__Exercise__
Every record below must be set down again exactly as given.

__Data provided__
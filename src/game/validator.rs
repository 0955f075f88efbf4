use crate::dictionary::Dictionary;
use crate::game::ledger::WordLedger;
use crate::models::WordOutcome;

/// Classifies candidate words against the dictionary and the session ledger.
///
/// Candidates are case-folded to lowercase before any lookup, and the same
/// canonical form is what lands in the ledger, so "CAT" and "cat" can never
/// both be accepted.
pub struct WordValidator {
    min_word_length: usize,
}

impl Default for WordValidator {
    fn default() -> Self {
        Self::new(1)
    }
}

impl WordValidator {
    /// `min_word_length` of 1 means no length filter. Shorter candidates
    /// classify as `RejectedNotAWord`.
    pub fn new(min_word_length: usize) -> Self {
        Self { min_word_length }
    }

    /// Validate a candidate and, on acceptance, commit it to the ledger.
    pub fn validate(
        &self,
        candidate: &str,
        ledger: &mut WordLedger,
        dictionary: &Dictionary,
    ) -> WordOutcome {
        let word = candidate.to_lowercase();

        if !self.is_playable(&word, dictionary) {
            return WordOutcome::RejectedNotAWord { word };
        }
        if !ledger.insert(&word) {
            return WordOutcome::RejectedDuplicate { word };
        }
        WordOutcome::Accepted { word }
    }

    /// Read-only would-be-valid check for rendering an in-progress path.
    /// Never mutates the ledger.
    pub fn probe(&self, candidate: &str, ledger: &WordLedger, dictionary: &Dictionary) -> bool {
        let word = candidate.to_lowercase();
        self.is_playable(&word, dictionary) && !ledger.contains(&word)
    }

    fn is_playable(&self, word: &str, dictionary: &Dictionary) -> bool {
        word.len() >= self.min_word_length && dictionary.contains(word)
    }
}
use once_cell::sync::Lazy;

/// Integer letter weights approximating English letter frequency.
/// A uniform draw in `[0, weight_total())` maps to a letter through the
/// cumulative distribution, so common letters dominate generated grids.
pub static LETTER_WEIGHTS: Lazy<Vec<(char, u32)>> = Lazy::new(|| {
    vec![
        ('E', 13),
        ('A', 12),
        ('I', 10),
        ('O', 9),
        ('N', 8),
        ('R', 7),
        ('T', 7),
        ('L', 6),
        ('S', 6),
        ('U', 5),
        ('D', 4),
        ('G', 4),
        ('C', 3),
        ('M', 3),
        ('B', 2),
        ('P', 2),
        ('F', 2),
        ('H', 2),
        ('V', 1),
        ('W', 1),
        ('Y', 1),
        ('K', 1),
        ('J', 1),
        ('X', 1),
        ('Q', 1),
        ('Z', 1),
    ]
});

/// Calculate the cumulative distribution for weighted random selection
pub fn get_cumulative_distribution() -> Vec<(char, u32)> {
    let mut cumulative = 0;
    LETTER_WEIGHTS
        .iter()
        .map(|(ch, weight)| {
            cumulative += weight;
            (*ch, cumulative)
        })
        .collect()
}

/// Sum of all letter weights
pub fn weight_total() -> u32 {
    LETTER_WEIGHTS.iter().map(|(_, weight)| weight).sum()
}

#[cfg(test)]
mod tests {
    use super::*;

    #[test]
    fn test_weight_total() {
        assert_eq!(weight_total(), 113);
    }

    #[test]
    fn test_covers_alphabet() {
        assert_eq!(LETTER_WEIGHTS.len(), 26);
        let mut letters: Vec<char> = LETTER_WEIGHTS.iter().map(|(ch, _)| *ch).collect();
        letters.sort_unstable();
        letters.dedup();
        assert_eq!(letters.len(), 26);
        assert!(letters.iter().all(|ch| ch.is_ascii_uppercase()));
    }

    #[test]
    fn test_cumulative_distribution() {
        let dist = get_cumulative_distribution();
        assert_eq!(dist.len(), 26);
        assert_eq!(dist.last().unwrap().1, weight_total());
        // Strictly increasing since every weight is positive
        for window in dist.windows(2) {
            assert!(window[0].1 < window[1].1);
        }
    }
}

__Result__
filename src/game/validator.rs
repository 0955f075f88efbf4
use crate::dictionary::Dictionary;
use crate::game::ledger::WordLedger;
use crate::models::WordOutcome;

/// Classifies candidate words against the dictionary and the session ledger.
///
/// Candidates are case-folded to lowercase before any lookup, and the same
/// canonical form is what lands in the ledger, so "CAT" and "cat" can never
/// both be accepted.
pub struct WordValidator {
    min_word_length: usize,
}

impl Default for WordValidator {
    fn default() -> Self {
        Self::new(1)
    }
}

impl WordValidator {
    /// `min_word_length` of 1 means no length filter. Shorter candidates
    /// classify as `RejectedNotAWord`.
    pub fn new(min_word_length: usize) -> Self {
        Self { min_word_length }
    }

    /// Validate a candidate and, on acceptance, commit it to the ledger.
    pub fn validate(
        &self,
        candidate: &str,
        ledger: &mut WordLedger,
        dictionary: &Dictionary,
    ) -> WordOutcome {
        let word = candidate.to_lowercase();

        if !self.is_playable(&word, dictionary) {
            return WordOutcome::RejectedNotAWord { word };
        }
        if !ledger.insert(&word) {
            return WordOutcome::RejectedDuplicate { word };
        }
        WordOutcome::Accepted { word }
    }

    /// Read-only would-be-valid check for rendering an in-progress path.
    /// Never mutates the ledger.
    pub fn probe(&self, candidate: &str, ledger: &WordLedger, dictionary: &Dictionary) -> bool {
        let word = candidate.to_lowercase();
        self.is_playable(&word, dictionary) && !ledger.contains(&word)
    }

    fn is_playable(&self, word: &str, dictionary: &Dictionary) -> bool {
        word.len() >= self.min_word_length && dictionary.contains(word)
    }
}
use once_cell::sync::Lazy;

/// Integer letter weights approximating English letter frequency.
/// A uniform draw in `[0, weight_total())` maps to a letter through the
/// cumulative distribution, so common letters dominate generated grids.
pub static LETTER_WEIGHTS: Lazy<Vec<(char, u32)>> = Lazy::new(|| {
    vec![
        ('E', 13),
        ('A', 12),
        ('I', 10),
        ('O', 9),
        ('N', 8),
        ('R', 7),
        ('T', 7),
        ('L', 6),
        ('S', 6),
        ('U', 5),
        ('D', 4),
        ('G', 4),
        ('C', 3),
        ('M', 3),
        ('B', 2),
        ('P', 2),
        ('F', 2),
        ('H', 2),
        ('V', 1),
        ('W', 1),
        ('Y', 1),
        ('K', 1),
        ('J', 1),
        ('X', 1),
        ('Q', 1),
        ('Z', 1),
    ]
});

/// Calculate the cumulative distribution for weighted random selection
pub fn get_cumulative_distribution() -> Vec<(char, u32)> {
    let mut cumulative = 0;
    LETTER_WEIGHTS
        .iter()
        .map(|(ch, weight)| {
            cumulative += weight;
            (*ch, cumulative)
        })
        .collect()
}

/// Sum of all letter weights
pub fn weight_total() -> u32 {
    LETTER_WEIGHTS.iter().map(|(_, weight)| weight).sum()
}

#[cfg(test)]
mod tests {
    use super::*;

    #[test]
    fn test_weight_total() {
        assert_eq!(weight_total(), 113);
    }

    #[test]
    fn test_covers_alphabet() {
        assert_eq!(LETTER_WEIGHTS.len(), 26);
        let mut letters: Vec<char> = LETTER_WEIGHTS.iter().map(|(ch, _)| *ch).collect();
        letters.sort_unstable();
        letters.dedup();
        assert_eq!(letters.len(), 26);
        assert!(letters.iter().all(|ch| ch.is_ascii_uppercase()));
    }

    #[test]
    fn test_cumulative_distribution() {
        let dist = get_cumulative_distribution();
        assert_eq!(dist.len(), 26);
        assert_eq!(dist.last().unwrap().1, weight_total());
        // Strictly increasing since every weight is positive
        for window in dist.windows(2) {
            assert!(window[0].1 < window[1].1);
        }
    }
}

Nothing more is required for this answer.